Records from a data source:
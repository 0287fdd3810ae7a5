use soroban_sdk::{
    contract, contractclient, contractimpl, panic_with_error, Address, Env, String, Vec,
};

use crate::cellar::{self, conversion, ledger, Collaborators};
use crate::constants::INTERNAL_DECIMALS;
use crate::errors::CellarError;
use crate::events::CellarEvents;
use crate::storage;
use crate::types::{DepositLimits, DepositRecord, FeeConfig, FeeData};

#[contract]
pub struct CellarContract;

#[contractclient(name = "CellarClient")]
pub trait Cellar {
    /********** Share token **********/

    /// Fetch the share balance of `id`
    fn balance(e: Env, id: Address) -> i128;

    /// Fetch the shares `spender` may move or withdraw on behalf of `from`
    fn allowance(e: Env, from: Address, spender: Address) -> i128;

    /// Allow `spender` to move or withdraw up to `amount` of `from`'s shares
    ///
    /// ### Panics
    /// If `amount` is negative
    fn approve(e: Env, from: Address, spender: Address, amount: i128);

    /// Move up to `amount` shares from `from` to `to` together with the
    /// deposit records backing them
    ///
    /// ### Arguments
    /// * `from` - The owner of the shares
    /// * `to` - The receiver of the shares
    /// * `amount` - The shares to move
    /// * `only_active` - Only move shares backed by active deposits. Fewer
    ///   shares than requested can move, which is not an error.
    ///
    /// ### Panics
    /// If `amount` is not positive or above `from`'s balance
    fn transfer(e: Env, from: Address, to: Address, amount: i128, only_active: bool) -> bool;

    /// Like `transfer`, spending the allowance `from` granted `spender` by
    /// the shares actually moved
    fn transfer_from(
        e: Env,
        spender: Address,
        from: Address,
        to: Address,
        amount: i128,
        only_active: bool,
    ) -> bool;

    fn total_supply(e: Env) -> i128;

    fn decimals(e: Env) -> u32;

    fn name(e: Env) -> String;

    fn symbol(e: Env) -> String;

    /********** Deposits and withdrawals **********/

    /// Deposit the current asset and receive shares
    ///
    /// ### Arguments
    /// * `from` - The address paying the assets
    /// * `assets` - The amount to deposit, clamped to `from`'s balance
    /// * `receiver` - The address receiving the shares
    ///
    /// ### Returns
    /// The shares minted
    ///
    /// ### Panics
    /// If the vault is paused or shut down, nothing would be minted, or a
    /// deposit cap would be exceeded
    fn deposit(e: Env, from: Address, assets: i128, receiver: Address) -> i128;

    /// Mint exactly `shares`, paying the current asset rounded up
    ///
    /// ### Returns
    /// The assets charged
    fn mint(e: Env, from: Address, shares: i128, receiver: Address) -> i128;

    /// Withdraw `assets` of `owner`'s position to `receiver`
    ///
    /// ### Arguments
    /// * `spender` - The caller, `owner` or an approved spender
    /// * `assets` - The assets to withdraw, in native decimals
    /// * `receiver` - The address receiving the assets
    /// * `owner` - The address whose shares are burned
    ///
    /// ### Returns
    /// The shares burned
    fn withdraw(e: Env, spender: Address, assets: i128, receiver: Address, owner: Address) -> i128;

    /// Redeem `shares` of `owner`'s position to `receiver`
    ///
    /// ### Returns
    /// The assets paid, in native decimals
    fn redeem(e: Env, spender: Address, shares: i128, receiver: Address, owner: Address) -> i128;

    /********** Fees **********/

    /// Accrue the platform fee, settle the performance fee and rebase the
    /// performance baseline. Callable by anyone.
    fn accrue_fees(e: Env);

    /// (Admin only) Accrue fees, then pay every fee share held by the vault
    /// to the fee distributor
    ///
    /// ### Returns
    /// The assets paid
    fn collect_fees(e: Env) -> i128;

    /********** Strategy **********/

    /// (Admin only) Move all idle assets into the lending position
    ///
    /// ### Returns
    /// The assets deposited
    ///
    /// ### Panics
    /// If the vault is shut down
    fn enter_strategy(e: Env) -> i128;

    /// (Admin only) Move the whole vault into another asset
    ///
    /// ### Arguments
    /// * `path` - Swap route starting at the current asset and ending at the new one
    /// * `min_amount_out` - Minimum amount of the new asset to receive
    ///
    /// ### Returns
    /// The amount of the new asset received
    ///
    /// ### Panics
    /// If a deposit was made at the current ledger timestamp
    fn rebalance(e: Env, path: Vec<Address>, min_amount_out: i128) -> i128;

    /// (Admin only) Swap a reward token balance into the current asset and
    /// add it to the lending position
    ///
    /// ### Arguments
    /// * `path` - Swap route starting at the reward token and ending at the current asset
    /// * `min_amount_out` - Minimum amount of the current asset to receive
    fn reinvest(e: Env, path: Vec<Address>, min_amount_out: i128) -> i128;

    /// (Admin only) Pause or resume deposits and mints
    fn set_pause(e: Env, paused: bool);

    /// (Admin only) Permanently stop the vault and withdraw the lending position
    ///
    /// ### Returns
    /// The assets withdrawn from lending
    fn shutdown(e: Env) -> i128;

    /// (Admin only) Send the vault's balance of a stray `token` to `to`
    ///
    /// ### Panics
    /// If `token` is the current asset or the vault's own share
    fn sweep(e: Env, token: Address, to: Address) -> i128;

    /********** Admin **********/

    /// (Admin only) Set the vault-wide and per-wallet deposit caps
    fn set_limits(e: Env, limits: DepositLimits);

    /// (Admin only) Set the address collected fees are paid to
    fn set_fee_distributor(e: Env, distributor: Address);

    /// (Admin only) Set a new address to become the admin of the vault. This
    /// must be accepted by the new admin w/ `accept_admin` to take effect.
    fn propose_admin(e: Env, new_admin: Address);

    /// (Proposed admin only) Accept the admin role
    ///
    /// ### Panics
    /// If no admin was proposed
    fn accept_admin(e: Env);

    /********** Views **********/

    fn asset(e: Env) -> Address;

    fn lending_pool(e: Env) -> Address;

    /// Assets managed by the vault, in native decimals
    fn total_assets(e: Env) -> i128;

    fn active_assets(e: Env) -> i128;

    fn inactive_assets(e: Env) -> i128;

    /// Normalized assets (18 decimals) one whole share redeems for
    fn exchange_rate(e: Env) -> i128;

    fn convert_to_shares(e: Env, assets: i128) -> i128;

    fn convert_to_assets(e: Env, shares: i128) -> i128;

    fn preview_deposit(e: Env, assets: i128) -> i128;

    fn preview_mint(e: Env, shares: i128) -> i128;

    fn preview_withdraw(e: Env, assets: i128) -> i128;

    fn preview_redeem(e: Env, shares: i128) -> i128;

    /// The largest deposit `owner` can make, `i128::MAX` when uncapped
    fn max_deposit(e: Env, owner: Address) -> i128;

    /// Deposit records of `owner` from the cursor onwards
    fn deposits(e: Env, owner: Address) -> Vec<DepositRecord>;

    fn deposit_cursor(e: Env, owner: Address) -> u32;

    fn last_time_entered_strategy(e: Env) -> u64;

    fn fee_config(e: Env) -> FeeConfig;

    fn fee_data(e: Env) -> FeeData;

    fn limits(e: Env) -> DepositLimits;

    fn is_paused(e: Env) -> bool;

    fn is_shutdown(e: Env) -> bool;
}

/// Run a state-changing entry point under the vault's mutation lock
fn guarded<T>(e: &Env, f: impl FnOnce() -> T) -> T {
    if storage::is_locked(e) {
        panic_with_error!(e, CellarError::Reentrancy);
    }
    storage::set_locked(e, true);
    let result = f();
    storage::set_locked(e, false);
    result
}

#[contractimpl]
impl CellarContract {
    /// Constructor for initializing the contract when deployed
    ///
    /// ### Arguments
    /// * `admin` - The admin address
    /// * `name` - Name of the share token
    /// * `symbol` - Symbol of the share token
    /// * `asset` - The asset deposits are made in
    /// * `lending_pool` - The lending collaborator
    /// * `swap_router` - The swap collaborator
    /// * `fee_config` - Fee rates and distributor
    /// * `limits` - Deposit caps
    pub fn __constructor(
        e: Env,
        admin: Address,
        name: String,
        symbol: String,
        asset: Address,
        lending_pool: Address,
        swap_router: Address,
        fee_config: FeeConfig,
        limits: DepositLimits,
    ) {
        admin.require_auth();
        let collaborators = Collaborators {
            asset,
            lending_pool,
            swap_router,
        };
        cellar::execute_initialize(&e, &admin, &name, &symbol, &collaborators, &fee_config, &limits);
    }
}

■ Task to complete:
Return all lines in the entries above that carry the word "position".

■ Your response:
    /// Withdraw `assets` of `owner`'s position to `receiver`
    /// Redeem `shares` of `owner`'s position to `receiver`
    /// (Admin only) Move all idle assets into the lending position
    /// add it to the lending position
    /// (Admin only) Permanently stop the vault and withdraw the lending position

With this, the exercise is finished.